### Directions
Your task is to reproduce exactly the lines that run from the beginning of the data through the line where "pub const CLIP_STD: [f32;" appears.

### Material supplied
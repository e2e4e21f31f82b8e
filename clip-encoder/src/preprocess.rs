//! Image decoding and CLIP pixel preprocessing.
//!
//! Mirrors the reference CLIP image processor:
//! - resize so the shortest edge equals `shortest_edge` (bicubic)
//! - center crop to `crop_width × crop_height`
//! - rescale to `[0, 1]`, then normalize per channel with `mean`/`std`
//! - NCHW layout `[1, 3, H, W]`
//!
//! Every image modality goes through [`decode_image`] and
//! [`PreprocessConfig::pixel_values`], so identical decoded pixels always
//! produce identical tensors.

use std::io::Cursor;
use std::path::Path;

use image::{DynamicImage, ImageReader, Limits, imageops, imageops::FilterType};
use ndarray::Array4;
use serde::Deserialize;
use tracing::debug;

use crate::errors::EncodeError;

/// Default CLIP channel means (RGB).
pub const CLIP_MEAN: [f32; 3] = [0.481_454_66, 0.457_827_5, 0.408_210_73];
/// Default CLIP channel standard deviations (RGB).
pub const CLIP_STD: [f32; 3] = [0.268_629_54, 0.261_302_58, 0.275_777_11];
/// Default CLIP input resolution.
pub const CLIP_INPUT_SIZE: u32 = 224;
/// Largest accepted width or height of a decoded image.
pub const MAX_IMAGE_SIDE: u32 = 16_384;
/// Upper bound on decoder allocations.
pub const MAX_DECODE_ALLOC: u64 = 256 * 1024 * 1024;

/// Pixel preprocessing parameters.
#[derive(Debug, Clone, PartialEq)]
pub struct PreprocessConfig {
    pub shortest_edge: u32,
    pub crop_width: u32,
    pub crop_height: u32,
    pub rescale_factor: f32,
    pub mean: [f32; 3],
    pub std: [f32; 3],
}

impl Default for PreprocessConfig {
    fn default() -> Self {
        Self {
            shortest_edge: CLIP_INPUT_SIZE,
            crop_width: CLIP_INPUT_SIZE,
            crop_height: CLIP_INPUT_SIZE,
            rescale_factor: 1.0 / 255.0,
            mean: CLIP_MEAN,
            std: CLIP_STD,
        }
    }
}

/// `size` / `crop_size` as they appear in `preprocessor_config.json`.
#[derive(Debug, Clone, Deserialize)]
#[serde(untagged)]
enum SizeSpec {
    Square(u32),
    ShortestEdge { shortest_edge: u32 },
    HeightWidth { height: u32, width: u32 },
}

#[derive(Debug, Deserialize)]
struct RawPreprocessorConfig {
    size: Option<SizeSpec>,
    crop_size: Option<SizeSpec>,
    rescale_factor: Option<f32>,
    image_mean: Option<Vec<f32>>,
    image_std: Option<Vec<f32>>,
}

impl PreprocessConfig {
    /// Parses a `preprocessor_config.json` document; absent keys keep CLIP defaults.
    pub fn from_json_str(s: &str) -> Result<Self, EncodeError> {
        let raw: RawPreprocessorConfig = serde_json::from_str(s)
            .map_err(|e| EncodeError::ModelLoad(format!("preprocessor config: {e}")))?;

        let mut cfg = Self::default();

        if let Some(size) = raw.size {
            cfg.shortest_edge = match size {
                SizeSpec::Square(n) => n,
                SizeSpec::ShortestEdge { shortest_edge } => shortest_edge,
                SizeSpec::HeightWidth { height, width } => height.min(width),
            };
        }
        match raw.crop_size {
            Some(SizeSpec::Square(n)) | Some(SizeSpec::ShortestEdge { shortest_edge: n }) => {
                cfg.crop_width = n;
                cfg.crop_height = n;
            }
            Some(SizeSpec::HeightWidth { height, width }) => {
                cfg.crop_width = width;
                cfg.crop_height = height;
            }
            None => {
                cfg.crop_width = cfg.shortest_edge;
                cfg.crop_height = cfg.shortest_edge;
            }
        }
        if let Some(f) = raw.rescale_factor {
            cfg.rescale_factor = f;
        }
        if let Some(mean) = raw.image_mean {
            cfg.mean = triple("image_mean", &mean)?;
        }
        if let Some(std) = raw.image_std {
            cfg.std = triple("image_std", &std)?;
        }

        cfg.validate()?;
        Ok(cfg)
    }

    /// Loads the config from a file, falling back to defaults when it does not exist.
    pub fn load_or_default(path: &Path) -> Result<Self, EncodeError> {
        if !path.exists() {
            debug!(path = %path.display(), "preprocessor config not found, using CLIP defaults");
            return Ok(Self::default());
        }
        let s = std::fs::read_to_string(path)
            .map_err(|e| EncodeError::ModelLoad(format!("read {}: {e}", path.display())))?;
        Self::from_json_str(&s)
    }

    fn validate(&self) -> Result<(), EncodeError> {
        if self.shortest_edge == 0 || self.crop_width == 0 || self.crop_height == 0 {
            return Err(EncodeError::ModelLoad(
                "preprocessor sizes must be > 0".into(),
            ));
        }
        if self.std.iter().any(|s| *s == 0.0 || !s.is_finite()) {
            return Err(EncodeError::ModelLoad(
                "preprocessor image_std must be finite and non-zero".into(),
            ));
        }
        Ok(())
    }

    /// Converts a decoded image into the `[1, 3, H, W]` tensor the vision tower expects.
    ///
    /// The crop window is located in source coordinates and only that region
    /// is resized, so memory stays bounded by the crop size for any aspect ratio.
    pub fn pixel_values(&self, image: &DynamicImage) -> Array4<f32> {
        let mut out = Array4::<f32>::zeros((
            1,
            3,
            self.crop_height as usize,
            self.crop_width as usize,
        ));
        let rgb = image.to_rgb8();
        let (w, h) = rgb.dimensions();
        if w == 0 || h == 0 {
            return out;
        }
        let (resized_w, resized_h) = self.resized_dimensions(w, h);
        let xs = CropSpan::new(w, resized_w, self.crop_width);
        let ys = CropSpan::new(h, resized_h, self.crop_height);

        let region = imageops::crop_imm(&rgb, xs.src_start, ys.src_start, xs.src_len, ys.src_len)
            .to_image();
        let scaled = if region.dimensions() == (xs.out_len, ys.out_len) {
            region
        } else {
            imageops::resize(&region, xs.out_len, ys.out_len, FilterType::CatmullRom)
        };

        // Cells outside the scaled region stay zero when the image is smaller than the crop.
        for (x, y, px) in scaled.enumerate_pixels() {
            let ox = (xs.out_start + x) as usize;
            let oy = (ys.out_start + y) as usize;
            for c in 0..3 {
                let v = px.0[c] as f32 * self.rescale_factor;
                out[[0, c, oy, ox]] = (v - self.mean[c]) / self.std[c];
            }
        }
        out
    }

    /// Size the image would have after scaling its shortest edge to `shortest_edge`.
    fn resized_dimensions(&self, w: u32, h: u32) -> (u64, u64) {
        let target = self.shortest_edge as u64;
        if w <= h {
            (target, (target * h as u64 / w.max(1) as u64).max(1))
        } else {
            ((target * w as u64 / h.max(1) as u64).max(1), target)
        }
    }
}

/// One axis of the center crop, expressed both in source pixels and in
/// output cells.
#[derive(Debug, Clone, Copy, PartialEq, Eq)]
struct CropSpan {
    src_start: u32,
    src_len: u32,
    out_start: u32,
    out_len: u32,
}

impl CropSpan {
    /// `src`: source length, `resized`: length after the shortest-edge resize,
    /// `crop`: output length.
    fn new(src: u32, resized: u64, crop: u32) -> Self {
        let crop = crop as i64;
        let offset = (resized as i64 - crop) / 2;
        let lo = offset.max(0) as u64;
        let hi = (offset + crop).min(resized as i64) as u64;

        let src_start = (lo * src as u64 / resized) as u32;
        let src_end = ((hi * src as u64).div_ceil(resized) as u32).clamp(src_start + 1, src);

        Self {
            src_start,
            src_len: src_end - src_start,
            out_start: (-offset).max(0) as u32,
            out_len: (hi - lo) as u32,
        }
    }
}

/// Decodes raw bytes as a supported raster image.
///
/// Dimensions are capped at [`MAX_IMAGE_SIDE`] and decoder allocations at
/// [`MAX_DECODE_ALLOC`].
///
/// # Errors
/// Returns [`EncodeError::InvalidInput`] when the bytes are empty, not an
/// image, or over the decode limits.
pub fn decode_image(bytes: &[u8]) -> Result<DynamicImage, EncodeError> {
    if bytes.is_empty() {
        return Err(EncodeError::InvalidInput("image payload is empty".into()));
    }
    let mut reader = ImageReader::new(Cursor::new(bytes))
        .with_guessed_format()
        .map_err(|e| EncodeError::InvalidInput(format!("cannot read image: {e}")))?;

    let mut limits = Limits::default();
    limits.max_image_width = Some(MAX_IMAGE_SIDE);
    limits.max_image_height = Some(MAX_IMAGE_SIDE);
    limits.max_alloc = Some(MAX_DECODE_ALLOC);
    reader.limits(limits);

    reader
        .decode()
        .map_err(|e| EncodeError::InvalidInput(format!("cannot decode image: {e}")))
}

fn triple(name: &str, v: &[f32]) -> Result<[f32; 3], EncodeError> {
    match v {
        [a, b, c] => Ok([*a, *b, *c]),
        _ => Err(EncodeError::ModelLoad(format!(
            "{name} must have 3 values, got {}",
            v.len()
        ))),
    }
}

#[cfg(test)]
mod tests {
    use super::*;
    use image::{ImageFormat, Rgb, RgbImage};

    fn solid_png(w: u32, h: u32, rgb: [u8; 3]) -> Vec<u8> {
        let img = RgbImage::from_pixel(w, h, Rgb(rgb));
        let mut buf = Cursor::new(Vec::new());
        DynamicImage::ImageRgb8(img)
            .write_to(&mut buf, ImageFormat::Png)
            .expect("encode png");
        buf.into_inner()
    }

    #[test]
    fn parses_hf_style_config() {
        let json = r#"{
            "crop_size": {"height": 224, "width": 224},
            "size": {"shortest_edge": 224},
            "do_normalize": true,
            "image_mean": [0.5, 0.5, 0.5],
            "image_std": [0.25, 0.25, 0.25],
            "rescale_factor": 0.00392156862745098
        }"#;
        let cfg = PreprocessConfig::from_json_str(json).unwrap();
        assert_eq!(cfg.shortest_edge, 224);
        assert_eq!((cfg.crop_width, cfg.crop_height), (224, 224));
        assert_eq!(cfg.mean, [0.5, 0.5, 0.5]);
        assert_eq!(cfg.std, [0.25, 0.25, 0.25]);
    }

    #[test]
    fn parses_legacy_integer_sizes() {
        let cfg = PreprocessConfig::from_json_str(r#"{"size": 256, "crop_size": 256}"#).unwrap();
        assert_eq!(cfg.shortest_edge, 256);
        assert_eq!((cfg.crop_width, cfg.crop_height), (256, 256));
        assert_eq!(cfg.mean, CLIP_MEAN);
    }

    #[test]
    fn rejects_bad_mean_arity() {
        let err = PreprocessConfig::from_json_str(r#"{"image_mean": [0.1, 0.2]}"#).unwrap_err();
        assert!(matches!(err, EncodeError::ModelLoad(_)));
    }

    #[test]
    fn pixel_values_have_nchw_crop_shape() {
        let cfg = PreprocessConfig::default();
        let img = decode_image(&solid_png(400, 225, [10, 20, 30])).unwrap();
        let t = cfg.pixel_values(&img);
        assert_eq!(t.shape(), &[1, 3, 224, 224]);
    }

    #[test]
    fn white_pixels_normalize_with_clip_stats() {
        let cfg = PreprocessConfig::default();
        let img = decode_image(&solid_png(224, 224, [255, 255, 255])).unwrap();
        let t = cfg.pixel_values(&img);
        for c in 0..3 {
            let want = (1.0 - CLIP_MEAN[c]) / CLIP_STD[c];
            let got = t[[0, c, 100, 100]];
            assert!((got - want).abs() < 1e-4, "channel {c}: {got} vs {want}");
        }
    }

    #[test]
    fn same_bytes_give_identical_tensors() {
        let cfg = PreprocessConfig::default();
        let bytes = solid_png(320, 180, [200, 100, 50]);
        let a = cfg.pixel_values(&decode_image(&bytes).unwrap());
        let b = cfg.pixel_values(&decode_image(&bytes).unwrap());
        assert_eq!(a, b);
    }

    #[test]
    fn decode_rejects_garbage_and_empty() {
        assert!(matches!(
            decode_image(b"definitely not an image"),
            Err(EncodeError::InvalidInput(_))
        ));
        assert!(matches!(decode_image(&[]), Err(EncodeError::InvalidInput(_))));
    }

    #[test]
    fn extreme_aspect_ratio_stays_within_crop() {
        let cfg = PreprocessConfig::default();
        let tall = DynamicImage::ImageRgb8(RgbImage::from_pixel(1, 40_000, Rgb([255, 255, 255])));
        let t = cfg.pixel_values(&tall);
        assert_eq!(t.shape(), &[1, 3, 224, 224]);
        let white = (1.0 - CLIP_MEAN[0]) / CLIP_STD[0];
        assert!((t[[0, 0, 112, 112]] - white).abs() < 1e-3);

        let wide = DynamicImage::ImageRgb8(RgbImage::from_pixel(40_000, 1, Rgb([0, 0, 0])));
        assert_eq!(cfg.pixel_values(&wide).shape(), &[1, 3, 224, 224]);
    }

    #[test]
    fn tall_png_within_limits_encodes() {
        let cfg = PreprocessConfig::default();
        let img = decode_image(&solid_png(1, 16_000, [10, 20, 30])).unwrap();
        assert_eq!(cfg.pixel_values(&img).shape(), &[1, 3, 224, 224]);
    }

    #[test]
    fn oversized_png_is_invalid_input() {
        let err = decode_image(&solid_png(1, 40_000, [10, 20, 30])).unwrap_err();
        assert!(matches!(err, EncodeError::InvalidInput(_)), "{err}");
    }

    #[test]
    fn small_image_is_centered_and_padded() {
        let cfg = PreprocessConfig {
            shortest_edge: 4,
            crop_width: 6,
            crop_height: 4,
            ..PreprocessConfig::default()
        };
        let img = DynamicImage::ImageRgb8(RgbImage::from_pixel(4, 4, Rgb([255, 255, 255])));
        let t = cfg.pixel_values(&img);
        assert_eq!(t.shape(), &[1, 3, 4, 6]);
        assert_eq!(t[[0, 0, 0, 0]], 0.0);
        assert_eq!(t[[0, 0, 0, 5]], 0.0);
        assert!(t[[0, 0, 0, 1]] > 0.0);
    }

    #[test]
    fn crop_span_maps_back_to_source() {
        // 400 px scaled to 398, center 224 window.
        let s = CropSpan::new(400, 398, 224);
        assert_eq!((s.out_start, s.out_len), (0, 224));
        assert_eq!(s.src_start, 87);
        assert!(s.src_start + s.src_len <= 400);

        // Already at target size: identity.
        let s = CropSpan::new(224, 224, 224);
        assert_eq!(s, CropSpan { src_start: 0, src_len: 224, out_start: 0, out_len: 224 });
    }
}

### Answer for this exercise
repository e2e4e21f31f82b8e
filename clip-encoder/src/preprocess.rs
//! Image decoding and CLIP pixel preprocessing.
//!
//! Mirrors the reference CLIP image processor:
//! - resize so the shortest edge equals `shortest_edge` (bicubic)
//! - center crop to `crop_width × crop_height`
//! - rescale to `[0, 1]`, then normalize per channel with `mean`/`std`
//! - NCHW layout `[1, 3, H, W]`
//!
//! Every image modality goes through [`decode_image`] and
//! [`PreprocessConfig::pixel_values`], so identical decoded pixels always
//! produce identical tensors.

use std::io::Cursor;
use std::path::Path;

use image::{DynamicImage, ImageReader, Limits, imageops, imageops::FilterType};
use ndarray::Array4;
use serde::Deserialize;
use tracing::debug;

use crate::errors::EncodeError;

/// Default CLIP channel means (RGB).
pub const CLIP_MEAN: [f32; 3] = [0.481_454_66, 0.457_827_5, 0.408_210_73];
/// Default CLIP channel standard deviations (RGB).
pub const CLIP_STD: [f32; 3] = [0.268_629_54, 0.261_302_58, 0.275_777_11];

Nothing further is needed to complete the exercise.